[Disclaimer: I received a review key for Hell Dive through Keymailer, a third-party website/company that connects publishers and developers with content creators. The game was given without promise or expectation of a positive review, only that the game be played and content be created through the playing of the game and the experience. Unless otherwise noted, all content in the following article is from my own playthrough of this game.]
Hell Dive
Systems: Windows, Linux
Release Date: January 7, 2025
Publisher: Teacup Games
Developer: Teacup Games
Time Spent: 2.7 Hours
We have an entire playlist up on YouTube here, which I'll be referencing throughout the article. So go on and have a watch; it'll do ya good.
Hell Dive was a retro-inspired minimalist survival-horror game that was light on narrative, but absurdly strong on creating and maintaining an oppressive sense of dread marred only by the game being overly cryptic to a fault.
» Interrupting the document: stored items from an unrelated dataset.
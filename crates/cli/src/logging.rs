//! Logging setup for the `hlt` binary.
//!
//! Two output modes:
//! - Pretty: human-readable lines (default)
//! - Json: one JSON object per event, for log collectors
//!
//! Set `HLT_LOG_FORMAT=json` to switch to JSON.
//! `RUST_LOG` takes precedence over any level passed in code.

use tracing_subscriber::{
    fmt::{self, format::FmtSpan},
    layer::SubscriberExt,
    util::SubscriberInitExt,
    EnvFilter,
};

const FORMAT_ENV: &str = "HLT_LOG_FORMAT";

/// Log format mode.
#[derive(Debug, Clone, Copy, PartialEq, Eq)]
pub enum LogFormat {
    Pretty,
    Json,
}

impl LogFormat {
    /// Detect log format from `HLT_LOG_FORMAT`.
    pub fn from_env() -> Self {
        Self::parse(&std::env::var(FORMAT_ENV).unwrap_or_default())
    }

    fn parse(value: &str) -> Self {
        match value.to_lowercase().as_str() {
            "json" => Self::Json,
            _ => Self::Pretty,
        }
    }
}

/// Initialize logging with the format from the environment and level `info`.
pub fn init() {
    init_with_level_and_format(None, LogFormat::from_env());
}

/// Initialize logging with an explicit level (`"debug"`, `"warn"`, ...).
pub fn init_with_level(level: &str) {
    init_with_level_and_format(Some(level), LogFormat::from_env());
}

pub fn init_with_format(format: LogFormat) {
    init_with_level_and_format(None, format);
}

/// Install the global subscriber. A second call is a no-op.
pub fn init_with_level_and_format(level: Option<&str>, format: LogFormat) {
    let env_filter = EnvFilter::try_from_default_env()
        .unwrap_or_else(|_| EnvFilter::new(level.unwrap_or("info")));

    let result = match format {
        LogFormat::Pretty => tracing_subscriber::registry()
            .with(env_filter)
            .with(
                fmt::layer()
                    .with_target(true)
                    .with_thread_ids(false)
                    .with_file(false)
                    .with_line_number(false),
            )
            .try_init(),
        LogFormat::Json => tracing_subscriber::registry()
            .with(env_filter)
            .with(
                fmt::layer()
                    .json()
                    .with_span_events(FmtSpan::CLOSE)
                    .with_current_span(true)
                    .with_target(true)
                    .with_file(true)
                    .with_line_number(true),
            )
            .try_init(),
    };

    if let Err(e) = result {
        tracing::debug!(error = %e, "logging already initialized");
    }
}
Hell Dive is the very definition of "bare bones" when it comes to story, although I admittedly didn't read as much on the computer during the first couple of stations and I never did figure out what the display in the bridge was for (although I did try using the security keycards, those didn't seem to work). Visually, all we know upon starting is that we're a person named Daniel who is on a submarine that submerges and that there's a partially leaking hole in the side of the sub. There is the voice of VIRGIL (VIRtual Guide, Info & Liason) who addresses the player as "Daniel" and that Daniel is once again, functional; which makes me wonder if Daniel is even a human or some kind of android?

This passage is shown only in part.